I also came across this, in a document posted online, which appears to be an information sheet that is used in an SEM class "Models with more variables tend to have larger chi-squares...Akaike’s Information Criterion (AIC), the Bayesian Information Criterion (BIC), the Expected Cross-validation Index (ECVI), the root mean square residual (RMR), and the standardized root mean square residual (SRMR)...have similar problems to those of the chi-square, because they are based on simple variations on chi-square"...again, not sure what to make of that.

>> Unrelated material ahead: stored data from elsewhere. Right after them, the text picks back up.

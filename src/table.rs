use std::borrow::Cow;
use std::fmt::Write as _;

/// Renders an aligned plain-text table. Column widths account for
/// double-width CJK characters so Chinese headers and values line up.
pub fn render_table(headers: &[String], rows: &[Vec<String>]) -> String {
    let column_count = headers.len();
    let mut widths = headers.iter().map(|h| display_width(h)).collect::<Vec<_>>();

    for row in rows {
        for (idx, cell) in row.iter().enumerate().take(column_count) {
            widths[idx] = widths[idx].max(display_width(&sanitize_cell(cell)));
        }
    }

    for width in &mut widths {
        *width = (*width).max(1);
    }

    let mut output = String::new();
    let _ = writeln!(output, "{}", format_row(headers, &widths));

    let separator_widths = widths.iter().map(|w| (*w).max(3)).collect::<Vec<usize>>();
    let separator_cells = separator_widths
        .iter()
        .map(|w| "-".repeat(*w))
        .collect::<Vec<_>>();
    let _ = writeln!(output, "{}", format_row(&separator_cells, &separator_widths));

    for row in rows {
        let _ = writeln!(output, "{}", format_row(row, &widths));
    }

    output
}

pub fn print_table(headers: &[String], rows: &[Vec<String>]) {
    print!("{}", render_table(headers, rows));
}

fn format_row(values: &[String], widths: &[usize]) -> String {
    let mut line = values
        .iter()
        .zip(widths)
        .map(|(value, width)| {
            let sanitized = sanitize_cell(value);
            let padding = width.saturating_sub(display_width(&sanitized));
            let mut cell = sanitized.into_owned();
            cell.push_str(&" ".repeat(padding));
            cell
        })
        .collect::<Vec<_>>()
        .join("  ");
    while line.ends_with(' ') {
        line.pop();
    }
    line
}

/// Terminal columns occupied by `value`, skipping ANSI colour sequences.
pub fn display_width(value: &str) -> usize {
    let mut width = 0usize;
    let mut chars = value.chars();
    while let Some(ch) = chars.next() {
        if ch == '\u{1b}' {
            for next in chars.by_ref() {
                if next == 'm' {
                    break;
                }
            }
        } else {
            width += char_width(ch);
        }
    }
    width
}

fn char_width(ch: char) -> usize {
    match ch as u32 {
        0x1100..=0x115F
        | 0x2E80..=0x303E
        | 0x3041..=0x33FF
        | 0x3400..=0x4DBF
        | 0x4E00..=0x9FFF
        | 0xA000..=0xA4CF
        | 0xAC00..=0xD7A3
        | 0xF900..=0xFAFF
        | 0xFE30..=0xFE4F
        | 0xFF00..=0xFF60
        | 0xFFE0..=0xFFE6
        | 0x20000..=0x3FFFD => 2,
        _ => 1,
    }
}

fn sanitize_cell(value: &str) -> Cow<'_, str> {
    if value.contains(['\n', '\r', '\t']) {
        Cow::Owned(value.replace(['\n', '\r', '\t'], " "))
    } else {
        Cow::Borrowed(value)
    }
}

#[cfg(test)]
mod tests {
    use super::*;

    #[test]
    fn cjk_characters_count_double() {
        assert_eq!(display_width("楼层"), 4);
        assert_eq!(display_width("3F"), 2);
        assert_eq!(display_width("\u{1b}[31m楼\u{1b}[0m"), 2);
    }

    #[test]
    fn multiline_cells_are_flattened_before_measuring() {
        let rendered = render_table(&["note".to_string()], &[vec!["a\nb".to_string()]]);
        assert_eq!(rendered.lines().nth(2), Some("a b"));
    }
}
mod common;

use inspection_view::{
    config::EngineConfig,
    error::EngineError,
    export::ExportFormat,
    ingest::Payload,
    mapping::{CanonicalField, MappingSource},
    session::{LoadOutcome, Session},
};
use serde_json::{Value, json};

use common::{inspection_records, loaded_session};

#[test]
fn grouped_payload_is_flattened_with_group_names_as_device_types() {
    let mut session = Session::default();
    session
        .load_json_str(
            r#"{
                "消防巡检": [
                    {"楼宇": "A座", "楼层": "1F", "具体巡检计划主题": "烟感巡检"},
                    {"楼宇": "A座", "楼层": "2F"}
                ],
                "暖通巡检": [
                    {"楼宇": "B座", "楼层": "1F", "具体巡检计划主题": ""}
                ],
                "meta": "ignored"
            }"#,
        )
        .expect("grouped payload loads");

    assert_eq!(session.dataset().len(), 3);
    let device_type = session
        .mapping()
        .entry(CanonicalField::DeviceType)
        .expect("device type mapped");
    assert_eq!(device_type.column, "设备类型");
    assert_eq!(device_type.source, MappingSource::Exact);
    assert_eq!(
        session.observed_values(CanonicalField::DeviceType),
        vec!["烟感巡检", "消防巡检", "暖通巡检"]
    );
}

#[test]
fn flat_payload_copies_plan_topic_only_when_every_record_has_one() {
    let complete = loaded_session(json!([
        {"楼宇": "A座", "具体巡检计划主题": "消防"},
        {"楼宇": "B座", "具体巡检计划主题": "暖通"}
    ]));
    assert_eq!(
        complete.dataset().records()[1].text("设备类型").as_deref(),
        Some("暖通")
    );

    let partial = loaded_session(json!([
        {"楼宇": "A座", "具体巡检计划主题": "消防"},
        {"楼宇": "B座"}
    ]));
    assert!(partial.dataset().records()[0].get("设备类型").is_none());
}

#[test]
fn malformed_payloads_leave_the_previous_dataset_active() {
    let mut session = loaded_session(inspection_records());
    for text in ["not json", "\"text\"", "[1, 2]", "{\"a\": 1}", "null"] {
        let err = session.load_json_str(text).unwrap_err();
        assert!(matches!(err, EngineError::MalformedInput { .. }), "{text}");
        assert_eq!(session.dataset().len(), 8);
        assert_eq!(session.mapping().get(CanonicalField::Building), Some("楼宇"));
    }
}

#[test]
fn last_started_load_wins() {
    let mut session = Session::default();
    let slow = session.begin_load();
    let fast = session.begin_load();

    let applied = session
        .complete_load(fast, Payload::from_json(inspection_records()))
        .expect("newer load applies");
    assert_eq!(applied, LoadOutcome::Applied { records: 8 });

    let stale = session
        .complete_load(slow, Payload::from_json(json!([{"楼宇": "旧楼"}])))
        .expect("stale load is not an error");
    assert_eq!(stale, LoadOutcome::Stale);
    assert_eq!(session.observed_values(CanonicalField::Building), vec!["A座", "B座"]);
}

#[test]
fn repeated_queries_are_idempotent() {
    let mut session = loaded_session(inspection_records());
    session.set_filter(CanonicalField::DeviceType, ["烟感"]);
    let first = session.compute_filtered_view().indices().to_vec();
    session.set_filter(CanonicalField::DeviceType, ["烟感"]);
    let second = session.compute_filtered_view().indices().to_vec();
    assert_eq!(first, second);
    assert_eq!(first, vec![0, 1, 4, 7]);
}

#[test]
fn search_survives_filter_changes_when_configured() {
    let config = EngineConfig {
        keep_search_on_filter_change: true,
        ..EngineConfig::default()
    };
    let mut session = Session::new(config).expect("valid config");
    session
        .load(Payload::from_json(inspection_records()))
        .expect("load records");
    session.set_search_term("near");
    session.set_filter(CanonicalField::DeviceType, ["烟感"]);
    assert_eq!(session.compute_filtered_view().indices(), &[4]);
}

#[test]
fn invalid_config_is_rejected() {
    let config = EngineConfig {
        page_size: 0,
        ..EngineConfig::default()
    };
    assert!(matches!(
        Session::new(config),
        Err(EngineError::Config { .. })
    ));
}

#[test]
fn json_export_round_trips_the_filtered_records() {
    let mut session = loaded_session(inspection_records());
    session.set_filter(CanonicalField::Floor, ["3F"]);
    let text = session
        .export_filtered()
        .expect("export succeeds")
        .expect("records to export");
    let exported: Value = serde_json::from_str(&text).expect("valid json");
    assert_eq!(
        exported,
        json!([
            {"楼宇": "B座", "楼层": "3F", "设备类型": "风机", "设备编号": "B-301", "位置": "屋面"},
            {"楼宇": "B座", "楼层": "3F", "设备类型": "消火栓", "设备编号": "B-302", "位置": ""}
        ])
    );
}

#[test]
fn json_export_keeps_nested_values_and_wide_integers() {
    let input = json!([{
        "楼宇": "A",
        "tags": ["x", "y"],
        "meta": {"k": 1},
        "big": 18446744073709551615u64
    }]);
    let mut session = loaded_session(input.clone());
    session.set_search_term("\"k\":1");
    let text = session
        .export_filtered()
        .expect("export succeeds")
        .expect("records to export");
    let exported: Value = serde_json::from_str(&text).expect("valid json");
    assert_eq!(exported, input);
}

#[test]
fn csv_export_quotes_every_cell() {
    let mut session = loaded_session(inspection_records());
    session.set_search_term("B-1001");
    let text = session
        .export_filtered_as(ExportFormat::Csv, b',')
        .expect("export succeeds")
        .expect("records to export");
    assert_eq!(
        text,
        "\"楼宇\",\"楼层\",\"设备类型\",\"设备编号\"\n\"B座\",\"10F\",\"烟感\",\"B-1001\"\n"
    );
}

#[test]
fn empty_view_exports_nothing() {
    let mut session = loaded_session(inspection_records());
    session.set_search_term("no such device");
    assert_eq!(session.export_filtered().expect("no error"), None);
}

When I went to my textbook (Kline, 2011) he starts of the section of comparing nonheirarchical models (I'm assuming nonheirarchical is the same as non-nested?) by saying "Sometimes researchers compare alternative models based on the same variables measured in in the same sample that are not heiracrchically related." The fact that he specified that they contain the "same variables" made me think there was a distinction between models which are non-nested and those that contain different variables (or an additional variable), but I'm not sure...

Thank you for your response, it is possible that it is simply not the case that AIC or BIC are inappropriate for my purposes (I'm not just going to take a random blogs word for it, at least)...I've been having a hard time finding journal articles on this - I think I am going to find any and all textbooks on SEM at our library and see if that helps clear up my question.